After the first of these videos came out, Gruber apologized and conceded he "spoke inappropriately".

Some defenders of the ACA, such as Jonathan Cohn, called Gruber's statements about Americans "wrong and inappropriate" while maintaining that the trickery of which Gruber spoke was standard procedure in passing legislation in Washington, D.C., and thus not a cause for scandal. Opponents of the Act, on the other hand, were harsher in their criticism: National Review Online editor and conservative commentator Rich Lowry said the videos were emblematic of "the progressive mind, which values complexity over simplicity, favors indirect taxes and impositions on the American public so their costs can be hidden, and has a dim view of the average American", while commentator Charles Krauthammer called the first video "the ultimate vindication of the charge that Obamacare was sold on a pack of lies."

Conservative S.E. Cupp wrote that the videos showed "willful ignorance" on Gruber's part in thinking that the Act was successfully marketed to voters, stating that "the law has never cracked a 51% favorability rating" and that, in the first elections after the ACA passed, Republicans, who had opposed it, retook the House of Representatives and gained control of 11 additional state governorships.

Nancy Pelosi, then-Speaker of the House, who successfully shepherded the legislation through the House of Representatives, without a single GOP vote and despite some opposition from pro-life Democrats, stated in a press conference after the Gruber controversy, "So I don't know who he is. He didn't help write our bill", a comment PolitiFact described as "inaccurate".

====Congressional hearing====
In the wake of the controversy, Jonathan Gruber was called to testify before members of United States Congress. He gave testimony on December 9, 2014, in which he apologized for his remarks, which he called "glib, thoughtless, and sometimes downright insulting". The Wall Street Journal, in an editorial, called Gruber's apology unpersuasive, saying that "his response to substantive questions suggested that he is mainly sorry for getting caught on tape".

====Effect on Vermont single-payer plan====
On December 17, 2014, Vermont Governor Peter Shumlin cancelled the Vermont health care reform plan, on which Gruber had served as a consultant. Although budgetary concerns were cited as the reason for the cancellation, some called Gruber's involvement with the plan a factor as well.

According to VPR, Vermont state auditor Doug Hoffer is auditing Gruber's contracts for Vermont health care reform, which Gruber "helped Vermont design".

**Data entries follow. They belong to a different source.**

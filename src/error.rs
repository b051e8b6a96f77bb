//! Error types for quarry.

use thiserror::Error;

use crate::schema::FieldType;

/// The main error type for quarry operations.
#[derive(Debug, Clone, PartialEq, Error)]
pub enum QuarryError {
    /// Malformed specification input (e.g. negative offset/limit).
    /// Raised at construction time, never during compilation.
    #[error("Invalid argument: {0}")]
    InvalidArgument(String),

    /// The record shape named by a specification is not known to the schema.
    #[error("Unknown shape: '{0}'")]
    ShapeNotFound(String),

    /// A condition or sort key references a field the shape does not declare.
    #[error("Field '{field}' not found in shape '{shape}'{}", suggestion_suffix(.suggestion))]
    FieldNotFound {
        shape: String,
        field: String,
        suggestion: Option<String>,
    },

    /// A condition value cannot be converted to the field's declared type.
    #[error("Cannot coerce value {value} to {expected} for field '{field}'")]
    ValueCoercion {
        field: String,
        value: String,
        expected: FieldType,
    },

    /// Opaque failure surfaced by the store executor. Passed through
    /// verbatim; the core never retries or interprets it.
    #[error("Execution error: {0}")]
    Execution(String),
}

impl QuarryError {
    /// Create an invalid-argument error.
    pub fn invalid(message: impl Into<String>) -> Self {
        Self::InvalidArgument(message.into())
    }

    /// Create a field-not-found error.
    pub fn field_not_found(
        shape: impl Into<String>,
        field: impl Into<String>,
        suggestion: Option<String>,
    ) -> Self {
        Self::FieldNotFound {
            shape: shape.into(),
            field: field.into(),
            suggestion,
        }
    }

    /// Create a coercion error naming the field and the offending raw value.
    pub fn coercion(field: impl Into<String>, value: impl ToString, expected: FieldType) -> Self {
        Self::ValueCoercion {
            field: field.into(),
            value: value.to_string(),
            expected,
        }
    }
}

fn suggestion_suffix(suggestion: &Option<String>) -> String {
    match suggestion {
        Some(s) => format!(". Did you mean '{s}'?"),
        None => String::new(),
    }
}

/// Result type alias for quarry operations.
pub type QuarryResult<T> = Result<T, QuarryError>;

===Extent of contributions===
The extent of Gruber's contributions to both Massachusetts and federal health care reform has been the source of significant controversy. In 2014, the Obama administration claimed that Gruber did not have a major role in creating the ACA.

According to emails released by the U.S. House Oversight Committee to The Wall Street Journal, Gruber met and consulted with various Obama administration officials in charge of writing and developing the law, including Peter Orszag, who was director of the Office of Management and Budget (OMB), Jason Furman, an economic adviser to the president, Ezekiel Emanuel, who was then a special adviser for health policy at OMB, Jeanne Lambrew, a top Obama administration health adviser who worked at HHS and the White House, and Lawrence Summers, then a top economic adviser in the administration. In July 2009, he was invited to meet personally with Obama.

During his December 2014 congressional hearing, in both his written and oral testimony, Gruber downplayed his own influence on the Massachusetts and national health care plans, stating: "I did not draft Governor Romney's health care plan, and I was not the 'architect' of President Obama's health care plan." The newspaper The Hill called this a contradiction of various statements that Gruber had previously made, claiming that at "numerous speeches, lectures and TV interviews in the past four years, Gruber has been introduced as the 'architect' of the Massachusetts law and/or Obamacare".